### What is required
Print the line containing "fn normalize_level(level: &str)" and each line after it to the end of the material below. Print nothing else.

### Supplied data

□ □ □ □ □

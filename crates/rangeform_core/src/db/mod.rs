//! SQLite storage bootstrap and schema migration entry points.
//!
//! # Responsibility
//! - Open and configure SQLite connections for the event store.
//! - Apply schema migrations in deterministic order.
//!
//! # Invariants
//! - Migration version is tracked via `PRAGMA user_version`.
//! - Event data must not be read or written before migrations succeed.

use std::error::Error;
use std::fmt::{Display, Formatter};

pub mod migrations;
mod open;

pub use open::{open_db, open_db_in_memory};

pub type DbResult<T> = Result<T, DbError>;

/// Storage bootstrap failure.
#[derive(Debug)]
pub enum DbError {
    Sqlite(rusqlite::Error),
    /// The file was written by a newer build of this crate.
    SchemaTooNew { found: u32, supported: u32 },
}

impl Display for DbError {
    fn fmt(&self, f: &mut Formatter<'_>) -> std::fmt::Result {
        match self {
            Self::Sqlite(err) => write!(f, "{err}"),
            Self::SchemaTooNew { found, supported } => write!(
                f,
                "event store schema version {found} is newer than this build supports ({supported})"
            ),
        }
    }
}

impl Error for DbError {
    fn source(&self) -> Option<&(dyn Error + 'static)> {
        match self {
            Self::Sqlite(err) => Some(err),
            Self::SchemaTooNew { .. } => None,
        }
    }
}

impl From<rusqlite::Error> for DbError {
    fn from(value: rusqlite::Error) -> Self {
        Self::Sqlite(value)
    }
}
//! Range validation rules.
//!
//! # Invariants
//! - `end < start` always fails, independent of `allow_past`.
//! - `start < now` fails only when past ranges are disallowed.
//! - `now` is truncated to minute precision before the past-check, so a
//!   value rendered and resubmitted within the same minute never fails on
//!   clock skew alone.

use std::error::Error;
use std::fmt::{Display, Formatter};

use chrono::{DateTime, Timelike, Utc};

use crate::range::TimeRange;

/// One broken range rule, named for the caller to surface.
#[derive(Debug, Clone, Copy, PartialEq, Eq)]
pub enum Violation {
    EndBeforeStart,
    StartInPast,
}

impl Display for Violation {
    fn fmt(&self, f: &mut Formatter<'_>) -> std::fmt::Result {
        match self {
            Self::EndBeforeStart => write!(f, "End date is before start date."),
            Self::StartInPast => write!(f, "Start date is in the past."),
        }
    }
}

impl Error for Violation {}

/// Zeroes seconds and sub-second components.
pub fn truncate_to_minute(instant: DateTime<Utc>) -> DateTime<Utc> {
    instant
        .with_second(0)
        .and_then(|value| value.with_nanosecond(0))
        .expect("zeroing sub-minute fields keeps a UTC time valid")
}

/// Checks a parsed range against the ordering and non-past rules.
///
/// Pure: returns every broken rule instead of failing on the first one;
/// the field decides how to surface them. `now` is read once by the caller
/// so a single validation pass compares against a single reference time.
pub fn check_time_range(
    range: &TimeRange,
    now: DateTime<Utc>,
    allow_past: bool,
) -> Vec<Violation> {
    let mut violations = Vec::new();

    if range.end < range.start {
        violations.push(Violation::EndBeforeStart);
    }

    if !allow_past && range.start < truncate_to_minute(now) {
        violations.push(Violation::StartInPast);
    }

    violations
}

#[cfg(test)]
mod tests {
    use chrono::{Duration, TimeZone};

    use super::*;

    fn at(hour: u32, minute: u32, second: u32) -> DateTime<Utc> {
        Utc.with_ymd_and_hms(2030, 6, 1, hour, minute, second).unwrap()
    }

    #[test]
    fn ordered_future_range_passes() {
        let range = TimeRange::new(at(10, 0, 0), at(12, 0, 0));
        assert!(check_time_range(&range, at(9, 0, 0), false).is_empty());
    }

    #[test]
    fn end_before_start_fails_even_with_allow_past() {
        let range = TimeRange::new(at(12, 0, 0), at(10, 0, 0));
        assert_eq!(
            check_time_range(&range, at(9, 0, 0), true),
            vec![Violation::EndBeforeStart]
        );
    }

    #[test]
    fn past_start_fails_unless_allowed() {
        let range = TimeRange::new(at(8, 0, 0), at(10, 0, 0));
        assert_eq!(
            check_time_range(&range, at(9, 0, 0), false),
            vec![Violation::StartInPast]
        );
        assert!(check_time_range(&range, at(9, 0, 0), true).is_empty());
    }

    #[test]
    fn start_within_current_minute_is_not_past() {
        // now carries seconds; the start rendered a moment earlier does not.
        let start = at(9, 30, 0);
        let range = TimeRange::new(start, start);
        assert!(check_time_range(&range, at(9, 30, 41), false).is_empty());
    }

    #[test]
    fn past_end_with_future_start_is_only_an_ordering_problem() {
        // An end in the past on its own is not a rule; it always comes with
        // EndBeforeStart when the start is in the future.
        let range = TimeRange::new(at(12, 0, 0), at(8, 0, 0));
        assert_eq!(
            check_time_range(&range, at(9, 0, 0), false),
            vec![Violation::EndBeforeStart]
        );
    }

    #[test]
    fn reversed_past_range_reports_both_rules() {
        let now = at(12, 0, 0);
        let range = TimeRange::new(now - Duration::hours(2), now - Duration::hours(4));
        assert_eq!(
            check_time_range(&range, now, false),
            vec![Violation::EndBeforeStart, Violation::StartInPast]
        );
    }
}
//! Domain model for the demo application.
//!
//! # Responsibility
//! - Define the `Event` record the range field binds to.
//!
//! # Invariants
//! - Every record is identified by a stable `EventId`.
//! - Write paths validate records before persistence.

pub mod event;
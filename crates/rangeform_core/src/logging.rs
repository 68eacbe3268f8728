//! Logging bootstrap.
//!
//! # Responsibility
//! - Initialize file-based rolling logs exactly once per process.
//!
//! # Invariants
//! - Initialization is idempotent for the same level and directory.
//! - Re-initialization with a conflicting configuration is rejected.
//! - Initialization never panics.

use std::path::{Path, PathBuf};

use flexi_logger::{Cleanup, Criterion, FileSpec, Logger, LoggerHandle, Naming, WriteMode};
use log::info;
use once_cell::sync::OnceCell;

const LOG_FILE_BASENAME: &str = "rangeform";
const MAX_LOG_FILE_SIZE_BYTES: u64 = 10 * 1024 * 1024;
const MAX_LOG_FILES: usize = 5;

static LOGGING_STATE: OnceCell<LoggingState> = OnceCell::new();

struct LoggingState {
    level: &'static str,
    log_dir: PathBuf,
    _logger: LoggerHandle,
}

/// Initializes logging with a level name and an absolute directory.
///
/// # Errors
/// - Unsupported level name or non-absolute/empty directory.
/// - A previous initialization with a different level or directory.
/// - Logger backend setup failure.
pub fn init_logging(level: &str, log_dir: &str) -> Result<(), String> {
    let level = normalize_level(level)?;
    let log_dir = normalize_log_dir(log_dir)?;

    let state = LOGGING_STATE.get_or_try_init(|| start_logger(level, log_dir.clone()))?;

    if state.level != level || state.log_dir != log_dir {
        return Err(format!(
            "logging already initialized with level `{}` at `{}`; refusing to switch to `{level}` at `{}`",
            state.level,
            state.log_dir.display(),
            log_dir.display()
        ));
    }

    Ok(())
}

/// Returns `(level, log_dir)` when logging is active.
pub fn logging_status() -> Option<(&'static str, PathBuf)> {
    LOGGING_STATE
        .get()
        .map(|state| (state.level, state.log_dir.clone()))
}

/// Default log level for the current build mode.
pub fn default_log_level() -> &'static str {
    if cfg!(debug_assertions) {
        "debug"
    } else {
        "info"
    }
}

fn start_logger(level: &'static str, log_dir: PathBuf) -> Result<LoggingState, String> {
    std::fs::create_dir_all(&log_dir)
        .map_err(|err| format!("failed to create log directory `{}`: {err}", log_dir.display()))?;

    let logger = Logger::try_with_str(level)
        .map_err(|err| format!("invalid log level `{level}`: {err}"))?
        .log_to_file(
            FileSpec::default()
                .directory(log_dir.as_path())
                .basename(LOG_FILE_BASENAME),
        )
        .rotate(
            Criterion::Size(MAX_LOG_FILE_SIZE_BYTES),
            Naming::Numbers,
            Cleanup::KeepLogFiles(MAX_LOG_FILES),
        )
        .write_mode(WriteMode::BufferAndFlush)
        .append()
        .format_for_files(flexi_logger::detailed_format)
        .start()
        .map_err(|err| format!("failed to start logger: {err}"))?;

    info!(
        "event=core_init module=core status=ok level={level} log_dir={} version={}",
        log_dir.display(),
        env!("CARGO_PKG_VERSION")
    );

    Ok(LoggingState {
        level,
        log_dir,
        _logger: logger,
    })
}

fn normalize_level(level: &str) -> Result<&'static str, String> {
    match level.trim().to_ascii_lowercase().as_str() {
        "trace" => Ok("trace"),
        "debug" => Ok("debug"),
        "info" => Ok("info"),
        "warn" | "warning" => Ok("warn"),
        "error" => Ok("error"),
        other => Err(format!(
            "unsupported log level `{other}`; expected trace|debug|info|warn|error"
        )),
    }
}

fn normalize_log_dir(log_dir: &str) -> Result<PathBuf, String> {
    let trimmed = log_dir.trim();
    if trimmed.is_empty() {
        return Err("log_dir cannot be empty".to_string());
    }
    let path = Path::new(trimmed);
    if !path.is_absolute() {
        return Err(format!("log_dir must be an absolute path, got `{trimmed}`"));
    }
    Ok(path.to_path_buf())
}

□ □ □ □ □

### Output for this exercise
fn normalize_level(level: &str) -> Result<&'static str, String> {
    match level.trim().to_ascii_lowercase().as_str() {
        "trace" => Ok("trace"),
        "debug" => Ok("debug"),
        "info" => Ok("info"),
        "warn" | "warning" => Ok("warn"),
        "error" => Ok("error"),
        other => Err(format!(
            "unsupported log level `{other}`; expected trace|debug|info|warn|error"
        )),
    }
}

fn normalize_log_dir(log_dir: &str) -> Result<PathBuf, String> {
    let trimmed = log_dir.trim();
    if trimmed.is_empty() {
        return Err("log_dir cannot be empty".to_string());
    }
    let path = Path::new(trimmed);
    if !path.is_absolute() {
        return Err(format!("log_dir must be an absolute path, got `{trimmed}`"));
    }
    Ok(path.to_path_buf())
}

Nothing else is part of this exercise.